On 01/25/2012 02:44 PM, Boaz Harrosh wrote:
> On 01/25/2012 11:56 AM, Tigran Mkrtchyan wrote:
>> Hi,
>>
>> we have observed that in some situations ( probably network glitches )
>> the pnfs client blacklisted one of the data servers:
>>
>> NFS: data server 83a95099 connection error -12. Deviceid [22000000000]
>> marked out of use.
>>
>> As a result, data server can't be used by this client anymore.
>>
>> Is there a way to let client to forget about data server?
>> Some magic in /proc ?
>>
>> This is SL6.2 (RHEL 6.2):
>> # uname -a
>> Linux p3-wgs13 2.6.32-220.2.1.el6.x86_64 #1 SMP Thu Dec 22 11:15:52
>> CST 2011 x86_64 x86_64 x86_64 GNU/Linux
>> #
>>
>
> Look in the source code, I think there is a RECALL that the server
> can do to trash the all device cache. or one of the devices.
>
> What happens is that the device is marked with error but is in
> cache so is not re-fetched.
>
> wait let me look ....
>
> I found it! The server sends a NOTIFY_DEVICEID4_CHANGE. The
> client will remove the deviceid from cache and unmount if needed.
> Next layout with that deviceid will re-establish the connection and
> will put a new clean entry in the dev cache.
>

If you want to see for your self look at:
callback_proc.c::nfs4_callback_devicenotify()

Boaz
> [If you decide to enhance pynfs to send a NOTIFY_DEVICEID4_CHANGE as an admin
> tool. That would be interesting]
>
>> Regards,
>> Tigran.
>
> Cheers
> Boaz
> --
> To unsubscribe from this list: send the line "unsubscribe linux-nfs" in
> the body of a message to [email protected]
> More majordomo info at http://vger.kernel.org/majordomo-info.html


2012-01-25 12:44:23

by Boaz Harrosh

[permalink] [raw]
Subject: Re: blacklisted DS with pnfs

On 01/25/2012 11:56 AM, Tigran Mkrtchyan wrote:
> Hi,
>
> we have observed that in some situations ( probably network glitches )
> the pnfs client blacklisted one of the data servers:
>
> NFS: data server 83a95099 connection error -12. Deviceid [22000000000]
> marked out of use.
>
> As a result, data server can't be used by this client anymore.
>
> Is there a way to let client to forget about data server?
> Some magic in /proc ?
>
> This is SL6.2 (RHEL 6.2):
> # uname -a
> Linux p3-wgs13 2.6.32-220.2.1.el6.x86_64 #1 SMP Thu Dec 22 11:15:52
> CST 2011 x86_64 x86_64 x86_64 GNU/Linux
> #
>

Look in the source code, I think there is a RECALL that the server
can do to trash the all device cache. or one of the devices.

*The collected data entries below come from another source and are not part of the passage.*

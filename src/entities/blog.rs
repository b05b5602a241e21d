use sea_orm::entity::prelude::*;
use serde::Serialize;

#[derive(Clone, Debug, PartialEq, DeriveEntityModel, Serialize)]
#[sea_orm(table_name = "blogs")]
pub struct Model {
    #[sea_orm(primary_key)]
    pub blog_id: i32,
    pub title: String,
    #[sea_orm(indexed)]
    pub author: String,
    #[sea_orm(column_type = "Text")]
    pub introduction: String,
    #[sea_orm(column_type = "Text")]
    pub body: String,
    #[sea_orm(column_type = "Text")]
    pub conclusion: String,
    #[sea_orm(column_type = "Text")]
    pub image_url: String,
    pub date_published: Date,
}

#[derive(Copy, Clone, Debug, EnumIter, DeriveRelation)]
pub enum Relation {}

impl ActiveModelBehavior for ActiveModel {}
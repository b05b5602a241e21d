use axum::{
    extract::rejection::JsonRejection,
    http::StatusCode,
    response::{IntoResponse, Response},
    Json,
};
use sea_orm::{DbErr, SqlErr};
use serde_json::json;
use thiserror::Error;

/// Every failure a handler can report. The variant decides the status code.
#[derive(Clone, Debug, Error)]
pub enum ApiError {
    #[error("{0}")]
    Validation(String),
    #[error("Validation failed: {}", .0.join("; "))]
    InvalidBatch(Vec<String>),
    #[error("{0}")]
    NotFound(String),
    #[error("{0}")]
    Conflict(String),
    #[error("Database error: {0}")]
    Store(String),
}

pub type ApiResult<T> = Result<T, ApiError>;

impl ApiError {
    pub fn validation(message: impl Into<String>) -> Self {
        Self::Validation(message.into())
    }

    pub fn not_found(message: impl Into<String>) -> Self {
        Self::NotFound(message.into())
    }

    pub fn status(&self) -> StatusCode {
        match self {
            Self::Validation(_) | Self::InvalidBatch(_) => StatusCode::BAD_REQUEST,
            Self::NotFound(_) => StatusCode::NOT_FOUND,
            Self::Conflict(_) => StatusCode::CONFLICT,
            Self::Store(_) => StatusCode::INTERNAL_SERVER_ERROR,
        }
    }
}

impl From<DbErr> for ApiError {
    fn from(err: DbErr) -> Self {
        match err.sql_err() {
            Some(SqlErr::UniqueConstraintViolation(detail)) => {
                Self::Conflict(format!("Duplicate value rejected by the store: {detail}"))
            }
            Some(SqlErr::ForeignKeyConstraintViolation(detail)) => {
                Self::Conflict(format!("Referenced row rejected by the store: {detail}"))
            }
            _ => Self::Store(err.to_string()),
        }
    }
}

impl From<JsonRejection> for ApiError {
    fn from(rejection: JsonRejection) -> Self {
        match rejection {
            JsonRejection::MissingJsonContentType(_) => {
                Self::validation("No data provided (expected an application/json body)")
            }
            other => Self::Validation(format!("Invalid JSON body: {}", other.body_text())),
        }
    }
}

impl IntoResponse for ApiError {
    fn into_response(self) -> Response {
        let status = self.status();
        let body = match &self {
            Self::InvalidBatch(details) => json!({
                "error": "Validation failed",
                "details": details,
            }),
            Self::Store(_) => json!({ "error": "Internal server error" }),
            other => json!({ "error": other.to_string() }),
        };

        let mut response = (status, Json(body)).into_response();
        response.extensions_mut().insert(Err::<(), ApiError>(self));
        response
    }
}

#[cfg(test)]
mod tests {
    use super::*;

    #[test]
    fn batch_errors_list_every_item() {
        let err = ApiError::InvalidBatch(vec![
            "Item 1: Missing spec_name".into(),
            "Item 3: spec_value cannot be empty".into(),
        ]);
        assert_eq!(err.status(), StatusCode::BAD_REQUEST);
        assert_eq!(
            err.to_string(),
            "Validation failed: Item 1: Missing spec_name; Item 3: spec_value cannot be empty"
        );
    }

    #[test]
    fn store_errors_hide_details_from_the_body() {
        let response = ApiError::Store("disk I/O error".into()).into_response();
        assert_eq!(response.status(), StatusCode::INTERNAL_SERVER_ERROR);
        assert!(response
            .extensions()
            .get::<Result<(), ApiError>>()
            .is_some_and(|outcome| outcome.is_err()));
    }

    #[test]
    fn custom_db_errors_are_store_errors() {
        let err: ApiError = DbErr::Custom("boom".into()).into();
        assert!(matches!(err, ApiError::Store(_)));
    }
}
//! Reading generated documents back, using the icalendar crate's parser.

use chrono::DateTime;
use chrono_tz::Tz;
use icalendar::{
    CalendarDateTime, DatePerhapsTime,
    parser::{Component, read_calendar, unfold},
};

use crate::error::{ConvertError, ConvertResult};
use crate::temporal::TimeZoneSpec;

/// The parts of a VEVENT that a conversion writes.
#[derive(Debug, Clone, PartialEq)]
pub struct ParsedEvent {
    pub uid: Option<String>,
    pub summary: String,
    pub start: DateTime<Tz>,
    pub end: DateTime<Tz>,
}

/// Parse every VEVENT of an ICS document, in document order.
pub fn parse_events(content: &str) -> ConvertResult<Vec<ParsedEvent>> {
    let unfolded = unfold(content);
    let calendar = read_calendar(&unfolded).map_err(|e| ConvertError::IcsParse(e.to_string()))?;

    calendar
        .components
        .iter()
        .filter(|c| c.name == "VEVENT")
        .map(parse_event)
        .collect()
}

fn parse_event(vevent: &Component) -> ConvertResult<ParsedEvent> {
    let uid = vevent.find_prop("UID").map(|p| p.val.to_string());
    let summary = vevent
        .find_prop("SUMMARY")
        .map(|p| p.val.to_string())
        .unwrap_or_default();

    let start = zoned_time(vevent, "DTSTART")?;
    // Without DTEND a date-time event ends when it starts.
    let end = match vevent.find_prop("DTEND") {
        Some(_) => zoned_time(vevent, "DTEND")?,
        None => start,
    };

    Ok(ParsedEvent {
        uid,
        summary,
        start,
        end,
    })
}

fn zoned_time(vevent: &Component, name: &str) -> ConvertResult<DateTime<Tz>> {
    let invalid = |reason: &str| ConvertError::IcsParse(format!("{name}: {reason}"));

    let prop = vevent.find_prop(name).ok_or_else(|| invalid("missing"))?;
    let value = DatePerhapsTime::try_from(prop).map_err(|_| invalid("not a date or date-time"))?;

    match value {
        DatePerhapsTime::DateTime(CalendarDateTime::WithTimezone { date_time, tzid }) => {
            let zone = TimeZoneSpec::parse(&tzid)?;
            Ok(zone.localize(date_time))
        }
        DatePerhapsTime::DateTime(CalendarDateTime::Utc(dt)) => Ok(dt.with_timezone(&Tz::UTC)),
        DatePerhapsTime::DateTime(CalendarDateTime::Floating(_)) => Err(invalid("floating time")),
        DatePerhapsTime::Date(_) => Err(invalid("all-day date")),
    }
}
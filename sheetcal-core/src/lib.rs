//! Conversion engine for sheetcal.
//!
//! This crate turns a table of event rows into an iCalendar document:
//! - `table` loads spreadsheets and delimited text into text cells
//! - `mapping` resolves which column feeds which event field
//! - `temporal` parses date/time text and localizes it into a time zone
//! - `event` builds one `EventRecord` per data row
//! - `ics` renders records into an RFC 5545 document (and reads them back)
//! - `convert` drives a whole run from input file to output file
//! - `config` reads defaults from a TOML file and the environment

pub mod config;
pub mod convert;
pub mod error;
pub mod event;
pub mod ics;
pub mod mapping;
pub mod table;
pub mod temporal;

pub use config::SheetcalConfig;
pub use convert::{ConvertOptions, ConvertReport, RunMode, convert};
pub use error::{ConvertError, ConvertResult, RowError, RowErrorKind};
pub use event::EventRecord;
pub use ics::CalendarDocument;
pub use mapping::{ColumnMapping, Field};
pub use table::Table;
pub use temporal::{DateOrder, TemporalError, TimeZoneSpec};
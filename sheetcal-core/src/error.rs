//! Error types for sheetcal conversions.

use std::fmt;
use std::path::PathBuf;

use thiserror::Error;

use crate::mapping::Field;
use crate::temporal::TemporalError;

/// Errors that can occur while converting a table into a calendar.
#[derive(Error, Debug)]
pub enum ConvertError {
    #[error("Input file not found or unreadable: {}: {source}", path.display())]
    InputNotFound {
        path: PathBuf,
        #[source]
        source: std::io::Error,
    },

    #[error("Could not read table from {}: {reason}", path.display())]
    InputUnreadable { path: PathBuf, reason: String },

    #[error("No data rows in {} (row 1 is the header)", path.display())]
    TableEmpty { path: PathBuf },

    #[error(transparent)]
    Temporal(#[from] TemporalError),

    #[error("{}: {error}", path.display())]
    Row { path: PathBuf, error: RowError },

    #[error("{}: {} rows could not be converted:\n{}", path.display(), errors.len(), RowList(errors))]
    Rows { path: PathBuf, errors: Vec<RowError> },

    #[error("Could not write {}: {source}", path.display())]
    OutputWrite {
        path: PathBuf,
        #[source]
        source: std::io::Error,
    },

    #[error("ICS parse error: {0}")]
    IcsParse(String),

    #[error("Configuration error: {0}")]
    Config(String),
}

/// Result type alias for sheetcal operations.
pub type ConvertResult<T> = Result<T, ConvertError>;

/// A failure scoped to one data row.
///
/// `row` is the 1-based spreadsheet row number (the header is row 1).
#[derive(Error, Debug, Clone, PartialEq)]
#[error("row {row}, field '{field}': {kind}")]
pub struct RowError {
    pub row: usize,
    pub field: Field,
    #[source]
    pub kind: RowErrorKind,
}

#[derive(Error, Debug, Clone, PartialEq)]
pub enum RowErrorKind {
    #[error("no column is mapped to this field")]
    MissingField,

    #[error(transparent)]
    Temporal(#[from] TemporalError),

    #[error("event ends before it starts")]
    EndBeforeStart,
}

impl RowError {
    pub fn new(row: usize, field: Field, kind: impl Into<RowErrorKind>) -> Self {
        RowError {
            row,
            field,
            kind: kind.into(),
        }
    }
}

/// Renders a list of row errors one per line.
struct RowList<'a>(&'a [RowError]);

impl fmt::Display for RowList<'_> {
    fn fmt(&self, f: &mut fmt::Formatter<'_>) -> fmt::Result {
        for (i, error) in self.0.iter().enumerate() {
            if i > 0 {
                writeln!(f)?;
            }
            write!(f, "  {error}")?;
        }
        Ok(())
    }
}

What happens is that the device is marked with error but is in
cache so is not re-fetched.

wait let me look ....

I found it! The server sends a NOTIFY_DEVICEID4_CHANGE. The
client will remove the deviceid from cache and unmount if needed.
Next layout with that deviceid will re-establish the connection and
will put a new clean entry in the dev cache.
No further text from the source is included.